START Source information

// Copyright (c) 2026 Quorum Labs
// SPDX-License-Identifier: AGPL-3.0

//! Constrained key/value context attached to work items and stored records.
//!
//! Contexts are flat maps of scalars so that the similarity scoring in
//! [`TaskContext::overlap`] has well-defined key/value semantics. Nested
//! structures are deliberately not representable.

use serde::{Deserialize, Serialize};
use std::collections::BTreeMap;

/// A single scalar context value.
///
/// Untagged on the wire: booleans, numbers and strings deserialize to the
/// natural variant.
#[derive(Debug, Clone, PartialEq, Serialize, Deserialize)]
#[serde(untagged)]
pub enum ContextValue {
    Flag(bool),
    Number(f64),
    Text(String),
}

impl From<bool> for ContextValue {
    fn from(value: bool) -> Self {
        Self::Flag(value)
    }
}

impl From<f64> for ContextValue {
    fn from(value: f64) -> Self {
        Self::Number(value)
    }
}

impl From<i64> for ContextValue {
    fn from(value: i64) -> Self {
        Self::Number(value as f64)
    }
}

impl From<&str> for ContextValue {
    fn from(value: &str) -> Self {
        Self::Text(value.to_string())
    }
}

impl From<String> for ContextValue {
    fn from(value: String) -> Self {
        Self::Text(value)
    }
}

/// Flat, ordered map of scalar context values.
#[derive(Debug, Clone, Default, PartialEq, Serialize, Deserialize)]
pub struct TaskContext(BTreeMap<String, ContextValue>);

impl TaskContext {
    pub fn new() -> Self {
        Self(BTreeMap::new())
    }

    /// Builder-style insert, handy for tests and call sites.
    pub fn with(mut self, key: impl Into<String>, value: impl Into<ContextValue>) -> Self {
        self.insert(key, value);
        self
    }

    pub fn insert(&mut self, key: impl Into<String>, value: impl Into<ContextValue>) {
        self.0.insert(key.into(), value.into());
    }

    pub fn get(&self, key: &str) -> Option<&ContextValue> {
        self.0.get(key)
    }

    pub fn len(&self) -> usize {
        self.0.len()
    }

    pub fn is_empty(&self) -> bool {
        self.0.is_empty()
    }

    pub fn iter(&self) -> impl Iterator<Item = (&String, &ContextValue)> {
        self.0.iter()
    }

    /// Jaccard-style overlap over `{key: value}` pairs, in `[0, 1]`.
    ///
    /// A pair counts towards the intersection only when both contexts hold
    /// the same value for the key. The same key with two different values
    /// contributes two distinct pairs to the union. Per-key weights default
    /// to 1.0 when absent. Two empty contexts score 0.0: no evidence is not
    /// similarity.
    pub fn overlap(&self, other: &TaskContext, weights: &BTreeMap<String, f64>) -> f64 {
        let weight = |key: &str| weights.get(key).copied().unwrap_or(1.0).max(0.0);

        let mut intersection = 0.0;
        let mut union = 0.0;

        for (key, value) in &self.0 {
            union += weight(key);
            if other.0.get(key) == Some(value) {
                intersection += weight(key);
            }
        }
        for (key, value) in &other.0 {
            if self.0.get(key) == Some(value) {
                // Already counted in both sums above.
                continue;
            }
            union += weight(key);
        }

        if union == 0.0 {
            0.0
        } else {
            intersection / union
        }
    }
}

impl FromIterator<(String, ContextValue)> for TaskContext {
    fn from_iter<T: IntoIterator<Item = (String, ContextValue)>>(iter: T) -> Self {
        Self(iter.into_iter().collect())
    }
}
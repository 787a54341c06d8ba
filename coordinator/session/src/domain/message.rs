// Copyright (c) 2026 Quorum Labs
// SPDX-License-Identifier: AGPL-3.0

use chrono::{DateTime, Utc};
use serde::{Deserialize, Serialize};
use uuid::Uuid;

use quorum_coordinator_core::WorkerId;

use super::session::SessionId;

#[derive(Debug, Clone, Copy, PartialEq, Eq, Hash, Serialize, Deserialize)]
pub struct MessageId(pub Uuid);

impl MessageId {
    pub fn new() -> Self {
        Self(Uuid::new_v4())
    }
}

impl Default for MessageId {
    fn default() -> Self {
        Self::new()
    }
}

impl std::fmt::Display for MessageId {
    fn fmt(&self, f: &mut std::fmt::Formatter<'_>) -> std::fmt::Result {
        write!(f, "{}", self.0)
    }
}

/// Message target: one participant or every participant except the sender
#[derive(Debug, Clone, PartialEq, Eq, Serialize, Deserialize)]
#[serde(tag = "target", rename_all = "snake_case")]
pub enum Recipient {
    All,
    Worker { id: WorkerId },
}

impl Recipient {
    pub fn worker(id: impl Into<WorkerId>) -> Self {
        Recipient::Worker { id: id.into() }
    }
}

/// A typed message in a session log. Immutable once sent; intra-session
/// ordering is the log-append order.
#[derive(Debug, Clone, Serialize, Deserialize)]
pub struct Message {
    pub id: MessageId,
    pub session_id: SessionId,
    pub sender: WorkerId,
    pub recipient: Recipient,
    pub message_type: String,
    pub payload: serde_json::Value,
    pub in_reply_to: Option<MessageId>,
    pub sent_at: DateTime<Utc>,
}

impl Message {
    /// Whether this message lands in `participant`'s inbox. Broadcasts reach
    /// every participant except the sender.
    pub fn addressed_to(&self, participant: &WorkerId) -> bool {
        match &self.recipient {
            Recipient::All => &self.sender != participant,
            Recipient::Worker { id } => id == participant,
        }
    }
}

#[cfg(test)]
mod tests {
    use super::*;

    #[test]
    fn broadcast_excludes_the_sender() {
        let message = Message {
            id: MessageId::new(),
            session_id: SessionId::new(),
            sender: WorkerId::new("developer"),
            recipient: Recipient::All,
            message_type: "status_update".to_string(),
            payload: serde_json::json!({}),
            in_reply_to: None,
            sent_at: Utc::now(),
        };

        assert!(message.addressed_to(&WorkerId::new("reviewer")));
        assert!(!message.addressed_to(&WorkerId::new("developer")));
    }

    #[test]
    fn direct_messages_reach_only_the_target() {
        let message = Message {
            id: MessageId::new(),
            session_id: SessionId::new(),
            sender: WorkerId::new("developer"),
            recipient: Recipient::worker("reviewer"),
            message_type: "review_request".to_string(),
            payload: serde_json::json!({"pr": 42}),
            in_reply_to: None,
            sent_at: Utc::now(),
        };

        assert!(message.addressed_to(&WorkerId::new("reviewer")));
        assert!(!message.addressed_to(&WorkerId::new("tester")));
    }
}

END Source information

What needs to be done:
Since only lines holding the word "assert" matter, count them in the data above and report the number alone.

Solution to this task:
4